§ Exercise objective: Find each line below containing the word "start" and copy it.
*** Source material Section Begins ***
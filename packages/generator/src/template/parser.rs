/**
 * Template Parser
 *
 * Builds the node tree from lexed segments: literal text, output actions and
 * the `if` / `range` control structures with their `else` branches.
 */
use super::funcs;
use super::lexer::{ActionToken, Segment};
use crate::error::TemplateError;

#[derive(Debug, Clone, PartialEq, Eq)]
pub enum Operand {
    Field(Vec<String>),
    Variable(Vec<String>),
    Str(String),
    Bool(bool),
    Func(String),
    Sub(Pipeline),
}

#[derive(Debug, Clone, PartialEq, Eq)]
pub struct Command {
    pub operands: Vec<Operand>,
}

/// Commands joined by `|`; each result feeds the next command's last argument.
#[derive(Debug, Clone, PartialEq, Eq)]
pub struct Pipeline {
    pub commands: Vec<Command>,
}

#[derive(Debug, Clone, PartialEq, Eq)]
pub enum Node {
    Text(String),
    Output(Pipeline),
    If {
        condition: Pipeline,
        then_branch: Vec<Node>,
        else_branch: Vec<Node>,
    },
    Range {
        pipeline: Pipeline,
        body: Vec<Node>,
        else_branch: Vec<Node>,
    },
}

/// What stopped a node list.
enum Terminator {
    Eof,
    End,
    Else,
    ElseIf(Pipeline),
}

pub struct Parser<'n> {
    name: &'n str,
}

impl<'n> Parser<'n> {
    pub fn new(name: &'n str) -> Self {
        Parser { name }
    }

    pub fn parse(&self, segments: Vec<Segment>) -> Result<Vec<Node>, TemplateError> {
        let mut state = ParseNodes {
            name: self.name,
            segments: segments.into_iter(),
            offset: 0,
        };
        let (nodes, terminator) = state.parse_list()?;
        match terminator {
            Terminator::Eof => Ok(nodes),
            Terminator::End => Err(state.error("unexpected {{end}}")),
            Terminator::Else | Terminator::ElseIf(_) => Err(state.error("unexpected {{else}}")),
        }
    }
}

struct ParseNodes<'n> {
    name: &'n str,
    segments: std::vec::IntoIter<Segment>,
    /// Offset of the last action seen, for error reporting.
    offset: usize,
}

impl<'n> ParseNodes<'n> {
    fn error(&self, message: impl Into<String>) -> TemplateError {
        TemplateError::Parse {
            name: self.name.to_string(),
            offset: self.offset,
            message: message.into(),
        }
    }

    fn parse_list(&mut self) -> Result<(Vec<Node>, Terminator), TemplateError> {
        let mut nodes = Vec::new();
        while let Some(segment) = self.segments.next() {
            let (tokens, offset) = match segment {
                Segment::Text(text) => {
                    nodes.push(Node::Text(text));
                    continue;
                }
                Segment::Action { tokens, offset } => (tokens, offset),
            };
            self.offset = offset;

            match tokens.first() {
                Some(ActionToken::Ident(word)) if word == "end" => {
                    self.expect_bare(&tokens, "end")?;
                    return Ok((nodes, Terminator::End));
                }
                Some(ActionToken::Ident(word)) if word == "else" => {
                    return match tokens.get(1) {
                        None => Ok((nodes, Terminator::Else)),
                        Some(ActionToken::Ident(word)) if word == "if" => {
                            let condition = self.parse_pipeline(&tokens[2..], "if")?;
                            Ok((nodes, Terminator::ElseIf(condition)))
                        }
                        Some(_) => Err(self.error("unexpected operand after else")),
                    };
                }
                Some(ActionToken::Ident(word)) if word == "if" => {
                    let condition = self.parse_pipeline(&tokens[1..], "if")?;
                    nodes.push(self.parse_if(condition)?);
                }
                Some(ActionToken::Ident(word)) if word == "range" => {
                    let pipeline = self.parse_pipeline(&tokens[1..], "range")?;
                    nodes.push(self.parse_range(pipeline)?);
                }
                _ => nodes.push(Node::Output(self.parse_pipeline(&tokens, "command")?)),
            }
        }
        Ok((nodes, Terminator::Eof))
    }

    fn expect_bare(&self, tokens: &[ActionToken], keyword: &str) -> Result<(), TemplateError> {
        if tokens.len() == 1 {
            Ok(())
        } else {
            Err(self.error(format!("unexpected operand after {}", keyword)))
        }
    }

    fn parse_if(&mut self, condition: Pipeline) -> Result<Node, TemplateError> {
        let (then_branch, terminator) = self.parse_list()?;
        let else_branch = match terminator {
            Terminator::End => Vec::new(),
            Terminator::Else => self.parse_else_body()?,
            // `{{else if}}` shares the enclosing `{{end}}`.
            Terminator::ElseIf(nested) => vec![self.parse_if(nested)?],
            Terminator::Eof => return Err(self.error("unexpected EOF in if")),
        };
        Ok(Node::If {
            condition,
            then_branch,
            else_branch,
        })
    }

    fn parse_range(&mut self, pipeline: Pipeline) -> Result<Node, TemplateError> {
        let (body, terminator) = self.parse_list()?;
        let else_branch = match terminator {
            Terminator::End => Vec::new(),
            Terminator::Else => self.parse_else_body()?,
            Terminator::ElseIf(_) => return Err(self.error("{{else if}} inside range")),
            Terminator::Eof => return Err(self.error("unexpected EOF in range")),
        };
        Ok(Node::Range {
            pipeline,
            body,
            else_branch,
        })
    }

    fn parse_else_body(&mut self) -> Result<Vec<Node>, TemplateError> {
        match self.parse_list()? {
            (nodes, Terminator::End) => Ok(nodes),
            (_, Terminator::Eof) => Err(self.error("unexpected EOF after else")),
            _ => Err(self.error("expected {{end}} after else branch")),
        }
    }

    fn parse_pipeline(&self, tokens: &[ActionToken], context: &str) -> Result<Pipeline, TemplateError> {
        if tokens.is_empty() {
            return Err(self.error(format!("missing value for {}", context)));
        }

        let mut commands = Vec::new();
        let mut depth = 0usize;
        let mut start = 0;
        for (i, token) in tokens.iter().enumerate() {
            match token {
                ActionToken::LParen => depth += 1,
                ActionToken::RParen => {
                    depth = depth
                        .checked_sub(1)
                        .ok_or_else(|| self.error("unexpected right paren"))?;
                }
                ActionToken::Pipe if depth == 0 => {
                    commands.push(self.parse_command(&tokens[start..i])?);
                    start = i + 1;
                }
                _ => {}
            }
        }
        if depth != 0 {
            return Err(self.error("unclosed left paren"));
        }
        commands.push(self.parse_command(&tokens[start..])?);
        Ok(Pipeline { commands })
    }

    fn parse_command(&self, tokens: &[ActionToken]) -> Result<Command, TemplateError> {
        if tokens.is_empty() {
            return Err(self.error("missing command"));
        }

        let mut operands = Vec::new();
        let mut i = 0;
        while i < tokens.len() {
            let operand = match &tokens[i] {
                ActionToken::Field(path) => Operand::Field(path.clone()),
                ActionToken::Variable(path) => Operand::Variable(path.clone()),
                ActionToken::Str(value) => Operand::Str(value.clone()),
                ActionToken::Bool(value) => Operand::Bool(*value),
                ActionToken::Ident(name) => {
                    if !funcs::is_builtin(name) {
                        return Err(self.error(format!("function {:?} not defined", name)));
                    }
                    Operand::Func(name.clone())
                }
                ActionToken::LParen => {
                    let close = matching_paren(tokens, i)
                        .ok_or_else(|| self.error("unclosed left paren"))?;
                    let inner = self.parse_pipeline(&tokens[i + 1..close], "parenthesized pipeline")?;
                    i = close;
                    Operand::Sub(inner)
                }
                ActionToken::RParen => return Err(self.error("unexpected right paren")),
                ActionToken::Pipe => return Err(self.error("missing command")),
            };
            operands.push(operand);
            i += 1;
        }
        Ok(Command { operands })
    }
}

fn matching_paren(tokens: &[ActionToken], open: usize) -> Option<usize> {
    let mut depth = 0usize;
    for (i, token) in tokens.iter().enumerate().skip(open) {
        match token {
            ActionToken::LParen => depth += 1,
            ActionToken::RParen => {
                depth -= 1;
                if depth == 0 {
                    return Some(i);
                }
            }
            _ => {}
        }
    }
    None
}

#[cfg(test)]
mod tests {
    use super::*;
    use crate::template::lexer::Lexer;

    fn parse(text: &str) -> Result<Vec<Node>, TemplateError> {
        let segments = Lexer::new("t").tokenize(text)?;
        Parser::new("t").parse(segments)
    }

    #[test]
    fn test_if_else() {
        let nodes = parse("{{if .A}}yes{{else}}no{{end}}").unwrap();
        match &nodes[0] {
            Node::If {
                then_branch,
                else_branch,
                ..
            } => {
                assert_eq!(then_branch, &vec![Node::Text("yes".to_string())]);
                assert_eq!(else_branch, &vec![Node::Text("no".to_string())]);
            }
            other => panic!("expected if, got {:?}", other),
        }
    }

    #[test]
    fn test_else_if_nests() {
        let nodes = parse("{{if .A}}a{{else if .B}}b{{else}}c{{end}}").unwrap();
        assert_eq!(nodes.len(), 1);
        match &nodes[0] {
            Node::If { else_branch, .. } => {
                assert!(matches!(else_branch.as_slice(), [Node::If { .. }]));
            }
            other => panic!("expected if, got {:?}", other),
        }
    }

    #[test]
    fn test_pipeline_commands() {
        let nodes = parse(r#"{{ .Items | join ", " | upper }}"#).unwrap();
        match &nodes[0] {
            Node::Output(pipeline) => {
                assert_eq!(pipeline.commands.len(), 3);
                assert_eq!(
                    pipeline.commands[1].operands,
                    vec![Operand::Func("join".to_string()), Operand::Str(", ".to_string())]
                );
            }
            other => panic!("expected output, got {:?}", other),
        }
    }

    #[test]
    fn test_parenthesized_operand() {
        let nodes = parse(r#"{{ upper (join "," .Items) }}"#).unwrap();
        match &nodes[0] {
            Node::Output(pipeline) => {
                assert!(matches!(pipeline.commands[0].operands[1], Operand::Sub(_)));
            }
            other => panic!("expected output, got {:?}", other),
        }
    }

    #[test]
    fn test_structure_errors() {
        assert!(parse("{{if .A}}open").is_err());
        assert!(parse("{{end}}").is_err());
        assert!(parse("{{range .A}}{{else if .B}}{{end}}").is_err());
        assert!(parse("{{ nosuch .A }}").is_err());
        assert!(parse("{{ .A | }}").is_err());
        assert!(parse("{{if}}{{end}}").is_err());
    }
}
*** Source material Section Ends ***
*** Source material Section Begins ***
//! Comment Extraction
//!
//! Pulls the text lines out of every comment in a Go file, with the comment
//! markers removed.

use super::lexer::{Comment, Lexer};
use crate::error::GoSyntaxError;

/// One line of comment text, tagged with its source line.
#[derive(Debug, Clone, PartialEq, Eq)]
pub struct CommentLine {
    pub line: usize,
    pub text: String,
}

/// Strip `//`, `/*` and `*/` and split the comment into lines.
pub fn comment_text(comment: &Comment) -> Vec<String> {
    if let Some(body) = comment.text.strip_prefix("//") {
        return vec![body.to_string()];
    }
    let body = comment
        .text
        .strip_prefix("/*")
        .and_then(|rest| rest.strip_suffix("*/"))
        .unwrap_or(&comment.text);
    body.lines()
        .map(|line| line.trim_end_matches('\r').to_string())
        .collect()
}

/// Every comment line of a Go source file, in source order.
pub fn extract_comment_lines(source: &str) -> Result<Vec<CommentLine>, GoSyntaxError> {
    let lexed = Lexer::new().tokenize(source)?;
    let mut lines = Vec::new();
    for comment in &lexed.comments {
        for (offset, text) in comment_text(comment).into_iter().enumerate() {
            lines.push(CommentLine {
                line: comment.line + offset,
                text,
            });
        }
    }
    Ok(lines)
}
*** Source material Section Ends ***
§ Answer below:
        let mut start = 0;
                    commands.push(self.parse_command(&tokens[start..i])?);
                    start = i + 1;
        commands.push(self.parse_command(&tokens[start..])?);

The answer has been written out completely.